By March 1944, Tom Wingham was becoming restless and
although his job as an instructor was important, he wanted to get back into the
war. His opportunity came when a drinking companion, Fgt-Off Jim Lewis, a
navigator who was part of a crew that was being reformed, asked him if he was
interested in joining them. Tom Wingham jumped at the chance and together with
two gunners, WO John Rowe and F/Sgt Harry Poole, both instructors from RAF
Driffield, they made up the crew. The rest of the crew consisted of pilot Sqn
Ldr Stan Somerscales and wireless operator Fgt-Off Jack Reavill.

On the 20 April 1944, the crew took over a brand-new Halifax
that had been delivered just two days previously by an ATA pilot. She
maintained that it was one of the best Halifax bombers she had ever flown. The
crew took it on an air test to ensure everything worked as it should and
declared it fit for operations. On 21 April the crew carried out two raids on
railway yards in France and Belgium and then was stood down for another crew to
take the bomber on a raid to Dusseldorf. The second crew was led by the CO of
No.76 Squadron, Hank Iverson, but Group HQ ordered him and his crew to stand
down as they had completed their quota of trips for that month. Stan
Somerscales and his crew were taken off ‘stand down’ and given the green light
to take part in the raid.

At 10.36 p.m. on 22 April the big Halifax bomber once again
lifted off the runway at Home-on-Spalding Moor (Yorkshire), together with other
bombers, and headed south towards northern France. As they passed over Liége
Tom Wingham settled himself down in the prone position to carry out checks on
his bombsight. Minutes later there was a muffled thud and the aircraft shook
slightly. Over the intercom came shouts of, ‘What was that?’ Then F/Sgt Harry
Poole in the mid-upper gun turret shouted, ‘The wing’s on fire!’ They
discovered some time later that they had been attacked by a Me. 110
nightfighter flown by Fähnrich Rudolph Frank, one of the Luftwaffe’s top
night-fighter aces with forty-five victories to his credit, using an
upward-firing cannon called a Schräge Musik.

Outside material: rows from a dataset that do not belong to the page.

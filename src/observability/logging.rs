//! Structured logging.
//!
//! `RUST_LOG` wins when set; otherwise the configured level applies to this
//! crate and to `tower_http`'s request traces.

use tracing_subscriber::{layer::SubscriberExt, util::SubscriberInitExt, EnvFilter};

/// Default filter directive for a given level.
pub fn default_directive(level: &str) -> String {
    format!("fpl_proxy={level},tower_http={level}")
}

/// Initialize the global tracing subscriber.
pub fn init(level: &str) {
    tracing_subscriber::registry()
        .with(
            EnvFilter::try_from_default_env()
                .unwrap_or_else(|_| EnvFilter::new(default_directive(level))),
        )
        .with(tracing_subscriber::fmt::layer())
        .init();
}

Within seconds Stan Somserscale ordered the crew to bale out
as he knew there was no way of saving the aircraft. Tom Wingham immediately
jettisoned the bomb load to make it easier for the pilot to maintain control
and then clipping on his parachute, moved his seat from over the escape hatch.
Being a new aircraft the hatch was extremely tight and it took the combined
efforts of himself and Jim Lewis to force it open. All the time the flames were
creeping along the wing and into the fuselage. As he watched Jim Lewis drop
out, Tom looked back along the fuselage, which by now was enveloped in smoke
and flames, and saw Jack Reavill about to leave by one on the other hatches.
Sitting on the edge of the hatch, Tom dropped out and as he pulled the ripcord
of his parachute he saw the burning aircraft plunging towards the ground. He
discovered later that the aircraft crashed between Maastricht and Aachen.

Tom Wingham remembered nothing after pulling the ripcord
until he came to in the middle of a field. He lay there for a while trying to
collect his thoughts, and then his back and legs started to become extremely
painful as he struggled to his feet. Hitting the ground like a sack of potatoes
whilst unconscious hadn’t helped his situation. He glanced down at his watch
and was aware that he was having great difficulty in focusing. His jaw was also
very swollen and tender. He realised later that he was suffering from
concussion probably brought about by the heavy metal parachute clips hitting
him on either side of the jaw as his parachute opened. Gathering up his
parachute and harness, he rolled it into as tight a bundle as possible then
struggled across the field and hid it under the hedgerow.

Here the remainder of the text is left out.